As smaller specialty retail stores provide mainly discretionary goods, the economic recession represented quite a blow to market growth in this sector. Consumers, now more in the habit of shopping online and at discount department stores may not necessarily be prompted to return to specialty retail stores despite economic recovery.
- The world stationery and cards market expanded by almost 5% in 2010 to generate revenue in excess of $89 billion. MarketLine predicts the global stationery and cards market will be worth close to $112 billion in 2016, representing more than 25% expansion in five years. Stationery represents the leading market segment, accounting for almost 77% of overall market value. The Americas represent just under half of the global stationery and cards market.
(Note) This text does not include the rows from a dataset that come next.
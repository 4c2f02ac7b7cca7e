//! Recording finished games
//!
//! Thin client for the platform's archival endpoint. A finished game is
//! posted once with its movetext and result; failures are surfaced to the
//! caller, which logs them and moves on. Losing an archive write never
//! affects the session that produced it.

use chrono::{DateTime, Utc};
use serde::Serialize;
use shakmaty::Color;
use std::time::Duration;
use thiserror::Error;

/// Errors from the archival endpoint
#[derive(Debug, Error)]
pub enum ArchiveError {
    #[error("archive request failed: {0}")]
    Request(#[from] reqwest::Error),

    #[error("archive returned HTTP {0}")]
    Status(u16),
}

/// Record of a finished game, as the endpoint expects it
#[derive(Debug, Clone, Serialize)]
pub struct FinishedGame {
    pub game_id: String,
    pub white_player: String,
    pub black_player: String,
    /// Numbered movetext, e.g. `1. e4 e5 2. Nf3`
    pub moves: String,
    /// `1-0`, `0-1` or `1/2-1/2`
    pub result: String,
    /// Why the game ended (checkmate, resignation, ...)
    pub reason: String,
    pub ended_at: DateTime<Utc>,
}

/// Conventional result tag for a winner
pub fn result_tag(winner: Option<Color>) -> &'static str {
    match winner {
        Some(Color::White) => "1-0",
        Some(Color::Black) => "0-1",
        None => "1/2-1/2",
    }
}

/// HTTP client for the archival endpoint
pub struct ArchiveClient {
    http: reqwest::Client,
    base_url: String,
}

impl ArchiveClient {
    pub fn new(base_url: impl Into<String>) -> Result<Self, ArchiveError> {
        let http = reqwest::Client::builder()
            .timeout(Duration::from_secs(10))
            .build()?;
        Ok(Self {
            http,
            base_url: base_url.into(),
        })
    }

    /// Post one finished game
    pub async fn record_game(&self, game: &FinishedGame) -> Result<(), ArchiveError> {
        let url = format!("{}/games", self.base_url);
        let response = self.http.post(&url).json(game).send().await?;
        if !response.status().is_success() {
            return Err(ArchiveError::Status(response.status().as_u16()));
        }
        Ok(())
    }
}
- The world jewelry retail market shrank by close to 1% in 2009, reports Verdict. This decline was mainly due to reduced discretionary spending brought on by the economic recession and plummeting consumer confidence. The jewelry retail market has, however, begun to benefit from economic recovery and rising consumer confidence. The luxury segment witnessed 8% expansion in 2010, while mass market growth was only 3%. Over coming years, this turnaround is expected to represent new growth. Countries in the Asia-Pacific region, apart from Japan, have outpaced the Americas in jewelry and watch retailing. One market leader in jewelry and watch retailing, Richemont, has seen Asia Pacific sales rise to account for as much as a third of overall operations, having grown from 20% five years ago. The company was able to minimize the drop in its operating margin throughout the economic recession partly on the back of high sales of Cartier through its 400 stores in Greater China.
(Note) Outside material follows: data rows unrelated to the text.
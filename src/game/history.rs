//! Move history tracking
//!
//! Maintains the complete chronological record of all moves made during a
//! session. Append-only: insertion order is chronological order, and the
//! list is never reordered or truncated except on a full reset (new
//! session or adoption of a remote snapshot).
//!
//! The history powers the move list UI, movetext export for game archival,
//! and the coordinate-notation transcript sent with engine requests.

use crate::game::rules::PlayedMove;
use shakmaty::Color;

/// One half-move as it entered the record
#[derive(Debug, Clone, PartialEq, Eq)]
pub struct HistoryEntry {
    pub mv: PlayedMove,
    /// Which player produced the move
    pub by: Color,
}

/// Complete move history for the current session
///
/// Index 0 = white's first move, index 1 = black's response, and so on.
#[derive(Debug, Default)]
pub struct MoveHistory {
    entries: Vec<HistoryEntry>,
}

impl MoveHistory {
    /// Append a move to the record
    ///
    /// Called after a move is validated and applied, never before.
    pub fn record(&mut self, mv: PlayedMove, by: Color) {
        self.entries.push(HistoryEntry { mv, by });
    }

    /// The most recent move, if any
    pub fn last(&self) -> Option<&HistoryEntry> {
        self.entries.last()
    }

    /// Number of half-moves (ply) made
    pub fn len(&self) -> usize {
        self.entries.len()
    }

    pub fn is_empty(&self) -> bool {
        self.entries.is_empty()
    }

    /// Get a move by ply index
    pub fn get(&self, index: usize) -> Option<&HistoryEntry> {
        self.entries.get(index)
    }

    pub fn iter(&self) -> std::slice::Iter<'_, HistoryEntry> {
        self.entries.iter()
    }

    /// Clear the record (new session or snapshot adoption)
    pub fn clear(&mut self) {
        self.entries.clear();
    }

    /// Replace the record wholesale with a replayed snapshot history
    ///
    /// The first entry is attributed to the given color, alternating from
    /// there; snapshots always replay from the starting position so this
    /// is white.
    pub fn reset_from(&mut self, moves: Vec<PlayedMove>, first: Color) {
        self.entries = moves
            .into_iter()
            .enumerate()
            .map(|(i, mv)| HistoryEntry {
                mv,
                by: if i % 2 == 0 { first } else { first.other() },
            })
            .collect();
    }

    /// Coordinate-notation transcript, one entry per ply
    pub fn uci_moves(&self) -> Vec<String> {
        self.entries.iter().map(|e| e.mv.uci()).collect()
    }

    /// Numbered movetext, e.g. `1. e4 e5 2. Nf3`
    ///
    /// Suitable for the archival endpoint and for display in the move list.
    pub fn movetext(&self) -> String {
        let mut out = String::new();
        for (i, entry) in self.entries.iter().enumerate() {
            if i % 2 == 0 {
                if i > 0 {
                    out.push(' ');
                }
                out.push_str(&format!("{}. ", i / 2 + 1));
            } else {
                out.push(' ');
            }
            out.push_str(&entry.mv.san);
        }
        out
    }
}

#[cfg(test)]
mod tests {
    use super::*;
    use shakmaty::{Role, Square};

    fn played(from: &str, to: &str, role: Role, san: &str) -> PlayedMove {
        PlayedMove {
            from: Square::from_ascii(from.as_bytes()).unwrap(),
            to: Square::from_ascii(to.as_bytes()).unwrap(),
            role,
            promotion: None,
            capture: None,
            san: san.to_string(),
        }
    }

    #[test]
    fn test_history_starts_empty() {
        let history = MoveHistory::default();
        assert!(history.is_empty());
        assert_eq!(history.len(), 0);
        assert!(history.last().is_none());
    }

    #[test]
    fn test_record_appends_in_order() {
        let mut history = MoveHistory::default();
        history.record(played("e2", "e4", Role::Pawn, "e4"), Color::White);
        history.record(played("e7", "e5", Role::Pawn, "e5"), Color::Black);
        history.record(played("g1", "f3", Role::Knight, "Nf3"), Color::White);

        assert_eq!(history.len(), 3);
        assert_eq!(history.get(0).unwrap().mv.san, "e4");
        assert_eq!(history.get(1).unwrap().by, Color::Black);
        assert_eq!(history.last().unwrap().mv.san, "Nf3");
        assert!(history.get(3).is_none());
    }

    #[test]
    fn test_clear_removes_all_moves() {
        let mut history = MoveHistory::default();
        history.record(played("e2", "e4", Role::Pawn, "e4"), Color::White);
        history.clear();
        assert!(history.is_empty());
        assert!(history.last().is_none());
    }

    #[test]
    fn test_reset_from_alternates_colors() {
        let mut history = MoveHistory::default();
        history.record(played("a2", "a3", Role::Pawn, "a3"), Color::White);

        history.reset_from(
            vec![
                played("e2", "e4", Role::Pawn, "e4"),
                played("e7", "e5", Role::Pawn, "e5"),
                played("g1", "f3", Role::Knight, "Nf3"),
            ],
            Color::White,
        );

        assert_eq!(history.len(), 3);
        assert_eq!(history.get(0).unwrap().by, Color::White);
        assert_eq!(history.get(1).unwrap().by, Color::Black);
        assert_eq!(history.get(2).unwrap().by, Color::White);
    }

    #[test]
    fn test_movetext_numbering() {
        let mut history = MoveHistory::default();
        history.record(played("e2", "e4", Role::Pawn, "e4"), Color::White);
        history.record(played("e7", "e5", Role::Pawn, "e5"), Color::Black);
        history.record(played("g1", "f3", Role::Knight, "Nf3"), Color::White);

        assert_eq!(history.movetext(), "1. e4 e5 2. Nf3");
    }

    #[test]
    fn test_uci_transcript() {
        let mut history = MoveHistory::default();
        history.record(played("e2", "e4", Role::Pawn, "e4"), Color::White);
        let mut promo = played("e7", "e8", Role::Pawn, "e8=Q");
        promo.promotion = Some(Role::Queen);
        history.record(promo, Color::White);

        assert_eq!(history.uci_moves(), vec!["e2e4", "e7e8q"]);
    }
}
- The bookstore market has witnessed important changes in recent years. Competition from alternative retailers, such as mass merchandisers, along with trends in consumer behavior are expected to slow growth in the coming years, reports IBIS World. Demand fuelled by technological innovation, including demand for e-readers, will benefit operators. As consumers purchase less physical books in favor of other formats, companies will benefit from this changing trend. Consumers purchase a range of book and newspaper materials including magazines, textbooks, paperbacks and trade books.
Regional Market Share
- The US small specialty retail store industry is involved in the sale of various products such as sketch pads and cigars, reports IBIS World. The market is characterized by fragmentation and growth is fuelled by levels of disposable income and evolving consumer sentiment. Revenues are expected to decline at a yearly rate of close to 4% between 2008 and 2012, bringing the industry to just under $25 billion. Revenue declined almost 10% in 2008 and almost 8% in 2009. However, revenue fell less than 3% in 2010 and less than 1% in 2011, pointing to economic recovery and, therefore, increased consumer spending. Specialty stores account for almost 20% of the US retail industry, which is worth $4 trillion.
Specialty stores are operating in an increasingly competitive climate. Apart from rivalry between specialty stores operators, competition is also coming from alternative retailing outfits carrying similar goods such as online retailers, mass merchandisers and discount department stores. While operators are being forced to compete with larger stores that have greater buying power, specialty stores do have an advantage in that they continue to offer consumers a wide range of specific goods and product knowledge. Specialty stores will promote this advantage moving forward in a bid to retain market share.